Every Friday we give away free groceries to as many as 600 hungry families. We set up farmers-market style, providing literally tons of fresh fruits and vegetables, rice, beans, pasta, cereal, bread and more. The pantry is run entirely by volunteers––almost all of them people who came to get food and stayed to help out. Everyone is welcome to receive, and to give. If you’re interested in learning more, contact director Sara Miles (sara@thefoodpantry.org).

Fall 2010: Reflections 2000-2010

Friday, December 3rd, 2010

Lauren Coleman

The Food Pantry takes place right in the center of St. Gregory's sanctuary.

The Food Pantry takes place right in the center of St. Gregory's sanctuary.

I came here the first time to get food. I was living in the Tenderloin in a studio with my partner: he was very sick with HIV, and I have Hepatitis C, so neither of us could work.

But I thought, I have a lot to be grateful for. I’m still alive. I can’t stand up and lift things, but I can find some way to help out. It makes me feel more human.

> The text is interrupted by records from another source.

use anyhow::Result;
use std::sync::Arc;
use wgpu::{Adapter, Device, Instance, Queue};

use mosaic_core::MosaicResult;

/// The buffer-allocating contract the pool expects from a driver.
///
/// The real driver is [`GpuContext`]; tests substitute a counting fake.
pub trait BufferAllocator {
    type Handle;

    /// Allocate a buffer of `size` bytes with the given usage, or fail with
    /// `ResourceUnavailable`.
    fn allocate(&self, size: u64, usage: wgpu::BufferUsages) -> MosaicResult<Self::Handle>;

    /// Return a buffer's memory to the driver.
    fn deallocate(&self, handle: &Self::Handle);
}

impl<A: BufferAllocator> BufferAllocator for Arc<A> {
    type Handle = A::Handle;

    fn allocate(&self, size: u64, usage: wgpu::BufferUsages) -> MosaicResult<Self::Handle> {
        (**self).allocate(size, usage)
    }

    fn deallocate(&self, handle: &Self::Handle) {
        (**self).deallocate(handle)
    }
}

/// A shared context for all GPU operations.
pub struct GpuContext {
    pub instance: Instance,
    pub adapter: Adapter,
    pub device: Device,
    pub queue: Queue,
}

impl GpuContext {
    /// Initializes WGPU headless, selecting the best available backend
    /// (Metal, Vulkan, DX12, etc.). Adapter and device acquisition are
    /// asynchronous; callers stay `Uninitialized` until this resolves.
    pub async fn init() -> Result<Self> {
        let instance = wgpu::Instance::new(wgpu::InstanceDescriptor {
            backends: wgpu::Backends::all(),
            ..Default::default()
        });

        let adapter = instance
            .request_adapter(&wgpu::RequestAdapterOptions {
                power_preference: wgpu::PowerPreference::HighPerformance,
                compatible_surface: None, // Headless rendering
                force_fallback_adapter: false,
            })
            .await
            .ok_or_else(|| anyhow::anyhow!("Failed to find suitable wgpu adapter"))?;

        let (device, queue) = adapter
            .request_device(
                &wgpu::DeviceDescriptor {
                    label: Some("Mosaic Headless GPU Device"),
                    required_features: wgpu::Features::empty(),
                    required_limits: wgpu::Limits::downlevel_defaults(),
                },
                None,
            )
            .await?;

        Ok(Self {
            instance,
            adapter,
            device,
            queue,
        })
    }

    /// Blocking variant of [`GpuContext::init`] for synchronous callers.
    pub fn init_blocking() -> Result<Self> {
        pollster::block_on(Self::init())
    }

    /// Largest square texture dimension the device supports.
    pub fn max_surface_dimension(&self) -> u32 {
        self.device.limits().max_texture_dimension_2d
    }
}

impl BufferAllocator for GpuContext {
    type Handle = Arc<wgpu::Buffer>;

    fn allocate(&self, size: u64, usage: wgpu::BufferUsages) -> MosaicResult<Self::Handle> {
        Ok(Arc::new(self.device.create_buffer(&wgpu::BufferDescriptor {
            label: None,
            size,
            usage,
            mapped_at_creation: false,
        })))
    }

    fn deallocate(&self, handle: &Self::Handle) {
        handle.destroy();
    }
}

The food is wonderful, but really I love the fellowship. We’re like a team, we work together: if one person is late, or sick, we fill in, and when someone’s having a hard time we take care of each other.

Here, I feel accepted as me. I give out bags at the door, and I talk with everyone who comes to the pantry. I get to learn bits and piece of different languages, and when I say hi, it’s like I’m not just giving food but giving of myself. You know, I may not be the happiest person alive. But I’m grateful I’m here. And I have something to give.

Angela Dow

Two years ago, I saw a picture of The Food Pantry, and it said volunteers could just show up. I got to the church early and saw this woman standing next to a giant stack of bread, unloading loaves. I couldn’t even see all of her, but she called out, “Come on in, and give me a hand!”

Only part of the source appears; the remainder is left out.